Another proffered benefit was that by providing hospitals with Barhemsys and ByFavo, Acacia could help them to deal with pre-existing supply-side problems which existed before the pandemic hit and which then were exacerbated during the worldwide crisis. “We could provide hospitals with drugs that were pertinent and could help to dig them out of the hole they were in, and that sounded good to them,” he said.

Key End-Users

The lessons of launching in the time of COVID-19 will be long-lasting. Bolinder believes the post-pandemic world for drug launches will involve much more in-house training of use of drugs by nurses and ancillary staff. Also, strong commercial relationships will be key in gaining access to key decision makers. And the role of end-user professionals such as surgeons will play bigger roles in choosing theatre drugs. 

Acacia hase three key customers as it continues to launch products in the hospital setting.

“Number one for us is the head hospital anesthesiologist, because both of these drugs are in spaces where anesthesia is seen as the subject matter.

“The second key customer is the pharmacy decision makers. They control the whole process as to whether a drug is added to the formulary, they run pharmaceutical and therapeutics (P&T) committee meetings and determine whether or not your drugs are going to be placed on formulary to be available for use in the hospital. And they are very keen on understanding the economic benefits that your product or products will offer.

“And then lastly, it’s key surgeons, or in the case of Byfavo, proceduralists, the folks who are doing colonoscopies, or OB GYN [obstetrics and gynaecology] surgeons or cardiothoracic surgeons. These are the money-makers for the hospital.”

Bolinder said, “These hands-on medical professionals carry a disproportionate weighting at the (P&T committee) table when they're determining whether to bring a drug formulary or not, and then they help make sure that it gets embedded in the system and protocols.”

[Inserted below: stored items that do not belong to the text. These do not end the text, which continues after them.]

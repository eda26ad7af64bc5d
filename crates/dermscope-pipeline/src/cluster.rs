//! Color segmentation of the lesion candidate.
//!
//! The hair-free photograph is blurred, converted to Lab and clustered.
//! Clusters are visited from darkest to lightest; the first one whose
//! share of the image is plausible for a lesion wins. When none
//! qualifies the darkest cluster is taken anyway.

use image::{GrayImage, RgbImage};
use serde::{Deserialize, Serialize};

use crate::blur::gaussian_blur_rgb;
use crate::color::to_lab;
use crate::config::SegmentationConfig;
use crate::kmeans::{KMeansParams, kmeans};
use crate::mask::FOREGROUND;
use crate::morphology::{dilate, ellipse_kernel};

/// One color cluster found in the photograph.
#[derive(Debug, Clone, Copy, PartialEq, Serialize, Deserialize)]
pub struct ClusterSummary {
    /// Cluster center in 8-bit-scaled Lab (`[L, a, b]`).
    pub center: [f32; 3],
    /// Pixels assigned to the cluster.
    pub pixels: u64,
    /// `pixels` divided by the image's pixel count.
    pub fraction: f64,
}

/// Which cluster was taken as the lesion and why.
#[derive(Debug, Clone, Copy, PartialEq, Eq, Serialize, Deserialize)]
pub struct ClusterChoice {
    /// Index into [`Segmentation::clusters`].
    pub cluster: usize,
    /// Position in darkest-first order (0 = darkest).
    pub rank: usize,
    /// `true` when no cluster passed the fraction gate and the darkest
    /// one was used.
    pub fallback: bool,
}

/// Output of [`segment_lesion`].
#[derive(Debug, Clone)]
pub struct Segmentation {
    /// Raw lesion candidate (255 = lesion), already dilated.
    pub mask: GrayImage,
    /// Every cluster, indexed by k-means label.
    pub clusters: Vec<ClusterSummary>,
    /// `None` only for an image without pixels.
    pub choice: Option<ClusterChoice>,
}

/// Cluster indices sorted darkest first by center lightness.
#[must_use]
pub fn order_by_lightness(clusters: &[ClusterSummary]) -> Vec<usize> {
    let mut order: Vec<usize> = (0..clusters.len()).collect();
    order.sort_by(|&a, &b| clusters[a].center[0].total_cmp(&clusters[b].center[0]));
    order
}

/// Pick the lesion cluster.
///
/// The first cluster in darkest-first order whose fraction lies
/// strictly between the configured bounds is chosen; otherwise the
/// darkest cluster is returned with `fallback` set.
#[must_use]
pub fn select_lesion_cluster(
    clusters: &[ClusterSummary],
    config: &SegmentationConfig,
) -> Option<ClusterChoice> {
    let order = order_by_lightness(clusters);
    order
        .iter()
        .enumerate()
        .find(|&(_, &i)| {
            let f = clusters[i].fraction;
            f > config.min_fraction && f < config.max_fraction
        })
        .map(|(rank, &cluster)| ClusterChoice {
            cluster,
            rank,
            fallback: false,
        })
        .or_else(|| {
            order.first().map(|&cluster| ClusterChoice {
                cluster,
                rank: 0,
                fallback: true,
            })
        })
}

/// Produce the raw lesion candidate mask.
///
/// Never fails; a fallback selection is flagged in the returned
/// [`ClusterChoice`].
#[must_use]
#[allow(clippy::cast_precision_loss)]
pub fn segment_lesion(image: &RgbImage, config: &SegmentationConfig) -> Segmentation {
    let (w, h) = image.dimensions();
    let lab = to_lab(&gaussian_blur_rgb(image, config.blur_sigma));
    let samples: Vec<[f32; 3]> = lab.pixels().map(|p| p.0).collect();

    let clustering = kmeans(
        &samples,
        &KMeansParams {
            k: config.clusters,
            attempts: config.attempts,
            max_iterations: config.max_iterations,
            epsilon: config.epsilon,
            seed: config.seed,
        },
    );

    let total = samples.len().max(1) as f64;
    let clusters: Vec<ClusterSummary> = clustering
        .centers
        .iter()
        .zip(clustering.sizes())
        .map(|(&center, size)| ClusterSummary {
            center,
            pixels: size as u64,
            fraction: size as f64 / total,
        })
        .collect();

    let choice = select_lesion_cluster(&clusters, config);
    let mask = choice.map_or_else(
        || GrayImage::new(w, h),
        |c| {
            let mut selected = GrayImage::new(w, h);
            for (pixel, &label) in selected.pixels_mut().zip(&clustering.labels) {
                if label == c.cluster {
                    pixel.0[0] = FOREGROUND;
                }
            }
            dilate(&selected, &ellipse_kernel(config.dilate_size), 1)
        },
    );

    Segmentation {
        mask,
        clusters,
        choice,
    }
}
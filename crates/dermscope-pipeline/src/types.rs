//! Shared types for the dermscope lesion analysis pipeline.

use serde::{Deserialize, Serialize};

use crate::features::AbcdFeatures;
use crate::risk::RiskScore;

/// Re-export `GrayImage` so downstream crates can reference binary
/// masks without depending on `image` directly.
pub use image::GrayImage;

/// Re-export `RgbImage` so downstream crates can reference the decoded
/// photograph and overlay without depending on `image` directly.
pub use image::RgbImage;

/// Image dimensions in pixels.
#[derive(Debug, Clone, Copy, PartialEq, Eq, Serialize, Deserialize)]
pub struct Dimensions {
    /// Width in pixels.
    pub width: u32,
    /// Height in pixels.
    pub height: u32,
}

impl Dimensions {
    /// Dimensions of an image buffer.
    #[must_use]
    pub fn of<P: image::Pixel>(image: &image::ImageBuffer<P, Vec<P::Subpixel>>) -> Self {
        Self {
            width: image.width(),
            height: image.height(),
        }
    }

    /// Total pixel count (`width * height`).
    #[must_use]
    pub const fn pixel_count(self) -> u64 {
        self.width as u64 * self.height as u64
    }
}

/// Metric calibration derived from the reference coin.
///
/// Produced at most once per photograph. Its absence means the
/// photograph has no reliable scale: every physical quantity derived
/// from it is reported as unavailable instead of being defaulted.
#[derive(Debug, Clone)]
pub struct ScaleCalibration {
    /// Scale factor, always `> 0`.
    pub pixels_per_mm: f64,
    /// Radius of the detected coin in pixels (rounded to whole pixels).
    pub fiducial_radius_px: f64,
    /// Center of the detected coin `(x, y)` in pixels.
    pub fiducial_center: (u32, u32),
    /// Filled disk covering the coin footprint (255 inside), oversized
    /// relative to the detected radius. Same dimensions as the source.
    pub fiducial_mask: GrayImage,
}

impl ScaleCalibration {
    /// Convert a pixel area into square millimeters.
    #[must_use]
    #[allow(clippy::cast_precision_loss)]
    pub fn area_mm2(&self, area_px: u64) -> f64 {
        area_px as f64 / (self.pixels_per_mm * self.pixels_per_mm)
    }
}

/// Recoverable conditions reported alongside a successful analysis.
///
/// Neither is a failure: the caller decides whether to ask for a retake.
#[derive(Debug, Clone, Copy, PartialEq, Eq, Serialize, Deserialize)]
pub enum AnalysisWarning {
    /// No reference coin was found, so area in mm², diameter and the
    /// risk score are unavailable.
    CalibrationUnavailable,
    /// Mask refinement discarded every candidate region.
    EmptyLesionMask,
}

impl std::fmt::Display for AnalysisWarning {
    fn fmt(&self, f: &mut std::fmt::Formatter<'_>) -> std::fmt::Result {
        match self {
            Self::CalibrationUnavailable => {
                f.write_str("reference coin not found; physical size unavailable")
            }
            Self::EmptyLesionMask => f.write_str("no lesion detected"),
        }
    }
}

/// Final output of one pipeline invocation.
///
/// Constructed once, never mutated, handed to the caller.
///
/// Note: does not derive `Serialize` because the raster fields
/// (`mask`, `overlay`) do not implement serde traits. Use
/// [`summary`](Self::summary) for a serializable view.
#[derive(Debug, Clone)]
pub struct AnalysisResult {
    /// Dimensions of the source photograph.
    pub dimensions: Dimensions,
    /// Final lesion mask (255 = lesion).
    pub mask: GrayImage,
    /// Photograph with the lesion mask blended in green.
    pub overlay: RgbImage,
    /// Lesion area in pixels.
    pub area_px: u64,
    /// Coin calibration, `None` when no coin was detected.
    pub calibration: Option<ScaleCalibration>,
    /// Lesion area in mm², `None` if and only if `calibration` is `None`.
    pub area_mm2: Option<f64>,
    /// ABCD descriptors, `None` if and only if `calibration` is `None`.
    pub features: Option<AbcdFeatures>,
}

impl AnalysisResult {
    /// Whether a reference coin was detected.
    #[must_use]
    pub const fn is_calibrated(&self) -> bool {
        self.calibration.is_some()
    }

    /// Whether the final mask contains any lesion pixels.
    #[must_use]
    pub const fn lesion_detected(&self) -> bool {
        self.area_px > 0
    }

    /// ABCD risk score, or [`RiskScore::Incomplete`] when the diameter
    /// term cannot be evaluated.
    #[must_use]
    pub fn risk(&self) -> RiskScore {
        self.features
            .as_ref()
            .map_or(RiskScore::Incomplete, |f| RiskScore::Scored(f.risk()))
    }

    /// Recoverable conditions encountered during the run.
    #[must_use]
    pub fn warnings(&self) -> Vec<AnalysisWarning> {
        let mut warnings = Vec::new();
        if !self.is_calibrated() {
            warnings.push(AnalysisWarning::CalibrationUnavailable);
        }
        if !self.lesion_detected() {
            warnings.push(AnalysisWarning::EmptyLesionMask);
        }
        warnings
    }

    /// Numbers-only view of the result, suitable for JSON output.
    #[must_use]
    pub fn summary(&self) -> AnalysisSummary {
        AnalysisSummary {
            dimensions: self.dimensions,
            area_px: self.area_px,
            pixels_per_mm: self.calibration.as_ref().map(|c| c.pixels_per_mm),
            fiducial_radius_px: self.calibration.as_ref().map(|c| c.fiducial_radius_px),
            fiducial_center: self.calibration.as_ref().map(|c| c.fiducial_center),
            area_mm2: self.area_mm2,
            features: self.features,
            risk: self.risk(),
            warnings: self.warnings(),
        }
    }
}

/// Serializable summary of an [`AnalysisResult`].
#[derive(Debug, Clone, PartialEq, Serialize, Deserialize)]
pub struct AnalysisSummary {
    /// Source image dimensions.
    pub dimensions: Dimensions,
    /// Lesion area in pixels.
    pub area_px: u64,
    /// Calibration scale, if a coin was found.
    pub pixels_per_mm: Option<f64>,
    /// Detected coin radius in pixels.
    pub fiducial_radius_px: Option<f64>,
    /// Detected coin center.
    pub fiducial_center: Option<(u32, u32)>,
    /// Lesion area in mm².
    pub area_mm2: Option<f64>,
    /// ABCD descriptors.
    pub features: Option<AbcdFeatures>,
    /// ABCD risk score.
    pub risk: RiskScore,
    /// Recoverable conditions.
    pub warnings: Vec<AnalysisWarning>,
}

/// Errors that can occur during pipeline processing.
///
/// Only an undecodable photograph or an invalid configuration fails an
/// analysis. A missing coin or an empty lesion mask are reported through
/// [`AnalysisResult::warnings`].
///
/// Uses custom `Serialize`/`Deserialize` because `image::ImageError`
/// does not implement serde traits. The `ImageDecode` variant is
/// serialized as its `Display` string.
#[derive(Debug, thiserror::Error)]
pub enum PipelineError {
    /// Failed to decode the input image.
    #[error("failed to decode image: {0}")]
    ImageDecode(#[from] image::ImageError),

    /// The input image bytes were empty.
    #[error("input image data is empty")]
    EmptyInput,

    /// Pipeline configuration is invalid.
    #[error("invalid pipeline configuration: {0}")]
    InvalidConfig(String),
}

/// Serde-compatible proxy for `PipelineError`.
#[derive(Serialize, Deserialize)]
enum PipelineErrorProxy {
    ImageDecode(String),
    EmptyInput,
    InvalidConfig(String),
}

impl Serialize for PipelineError {
    fn serialize<S: serde::Serializer>(&self, serializer: S) -> Result<S::Ok, S::Error> {
        let proxy = match self {
            Self::ImageDecode(e) => PipelineErrorProxy::ImageDecode(e.to_string()),
            Self::EmptyInput => PipelineErrorProxy::EmptyInput,
            Self::InvalidConfig(s) => PipelineErrorProxy::InvalidConfig(s.clone()),
        };
        proxy.serialize(serializer)
    }
}

impl<'de> Deserialize<'de> for PipelineError {
    fn deserialize<D: serde::Deserializer<'de>>(deserializer: D) -> Result<Self, D::Error> {
        let proxy = PipelineErrorProxy::deserialize(deserializer)?;
        Ok(match proxy {
            // The typed image error cannot be rebuilt; keep its message.
            PipelineErrorProxy::ImageDecode(msg) => {
                Self::InvalidConfig(format!("image decode error: {msg}"))
            }
            PipelineErrorProxy::EmptyInput => Self::EmptyInput,
            PipelineErrorProxy::InvalidConfig(s) => Self::InvalidConfig(s),
        })
    }
}

#[cfg(test)]
#[allow(clippy::unwrap_used)]
mod tests {
    use super::*;

    fn blank_result(calibrated: bool, area_px: u64) -> AnalysisResult {
        let calibration = calibrated.then(|| ScaleCalibration {
            pixels_per_mm: 4.0,
            fiducial_radius_px: 47.0,
            fiducial_center: (10, 10),
            fiducial_mask: GrayImage::new(4, 4),
        });
        let area_mm2 = calibration.as_ref().map(|c| c.area_mm2(area_px));
        let features = area_mm2.map(|a| AbcdFeatures {
            asymmetry: 0.0,
            border_irregularity: 0.0,
            color_variation: 0.0,
            diameter_mm: crate::features::equivalent_diameter(a),
        });
        AnalysisResult {
            dimensions: Dimensions {
                width: 4,
                height: 4,
            },
            mask: GrayImage::new(4, 4),
            overlay: RgbImage::new(4, 4),
            area_px,
            calibration,
            area_mm2,
            features,
        }
    }

    #[test]
    fn dimensions_pixel_count() {
        let d = Dimensions {
            width: 640,
            height: 480,
        };
        assert_eq!(d.pixel_count(), 307_200);
    }

    #[test]
    fn calibration_converts_area() {
        let result = blank_result(true, 160);
        let cal = result.calibration.unwrap();
        assert!((cal.area_mm2(160) - 10.0).abs() < 1e-12);
    }

    #[test]
    fn uncalibrated_result_reports_incomplete_risk() {
        let result = blank_result(false, 100);
        assert!(result.area_mm2.is_none());
        assert_eq!(result.risk(), RiskScore::Incomplete);
        assert_eq!(
            result.warnings(),
            vec![AnalysisWarning::CalibrationUnavailable]
        );
    }

    #[test]
    fn empty_mask_is_a_warning_not_an_error() {
        let result = blank_result(true, 0);
        assert!(!result.lesion_detected());
        assert_eq!(result.warnings(), vec![AnalysisWarning::EmptyLesionMask]);
        assert!(matches!(result.risk(), RiskScore::Scored(r) if r.abs() < 1e-12));
    }

    #[test]
    fn summary_mirrors_result() {
        let result = blank_result(true, 160);
        let summary = result.summary();
        assert_eq!(summary.area_px, 160);
        assert_eq!(summary.pixels_per_mm, Some(4.0));
        assert_eq!(summary.fiducial_center, Some((10, 10)));
        assert!(summary.warnings.is_empty());
    }

    #[test]
    fn summary_serde_round_trip() {
        let summary = blank_result(false, 12).summary();
        let json = serde_json::to_string(&summary).unwrap();
        let back: AnalysisSummary = serde_json::from_str(&json).unwrap();
        assert_eq!(summary, back);
    }

    #[test]
    fn error_display() {
        assert_eq!(
            PipelineError::EmptyInput.to_string(),
            "input image data is empty"
        );
        assert_eq!(
            PipelineError::InvalidConfig("k = 0".to_string()).to_string(),
            "invalid pipeline configuration: k = 0",
        );
    }

    #[test]
    fn error_serde_round_trip() {
        let json = serde_json::to_string(&PipelineError::EmptyInput).unwrap();
        let back: PipelineError = serde_json::from_str(&json).unwrap();
        assert!(matches!(back, PipelineError::EmptyInput));

        let err = PipelineError::InvalidConfig("bad".to_string());
        let json = serde_json::to_string(&err).unwrap();
        let back: PipelineError = serde_json::from_str(&json).unwrap();
        assert!(matches!(back, PipelineError::InvalidConfig(ref s) if s == "bad"));
    }
}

The issue of follow-through for using the drugs is also made more difficult by the pandemic. “After you get that win and get your drugs on formulary, the next challenge is how do you educate all the nurses and technicians and everyone else involved in actually using the drug in patients, and in the past that requires a physical presence, but if a physical presence isn’t possible, it takes longer to leverage the relationships that you have with the key surgeons and anesthesiologists,” he said.

So far such in-house hospital training with both Barhemsys and ByFavo has gone smoothly. “It just takes so much longer to get them to do a physical in-service training at their facility for their folks, which, when done, carries a little bit more weight, but again the trade-off is longer time. I expect this way of doing business will continue in future.”

Virtual Future

Bolinder expects marketing of new and prospective drugs will be very different in the “new normal” after the current pandemic ends.

“We’ve been able to leverage surgeons and hospital practitioners both within their respective hospital institutions during the pandemic. We’ve also leveraged their views beyond, virtually.”

In the past, Acacia, like other players in the industry, held promotional dinner programs at certain physical locations, at which a guest surgeon or an anesthesiologist would speak to the invited audience.

“During the pandemic, we've been able to do is do that virtually, and broadcast things across the country. So instead of just having one dinner program in one location, now, using Zoom or Microsoft Teams we’ve been able to have speak to groups across the country, and magnifying their input,” Bolinder said.

That also allows Acacia at these events to ask participants questions, such as ‘What are you doing at your institution? Did you take something off your formulary to add this drug on? How are you using it, and how are you training up your folks to use it?

“We've been able to leverage this approach, and not just in one institution, but across multiple institutions. And I believe this will only continue as we go forward,” he said.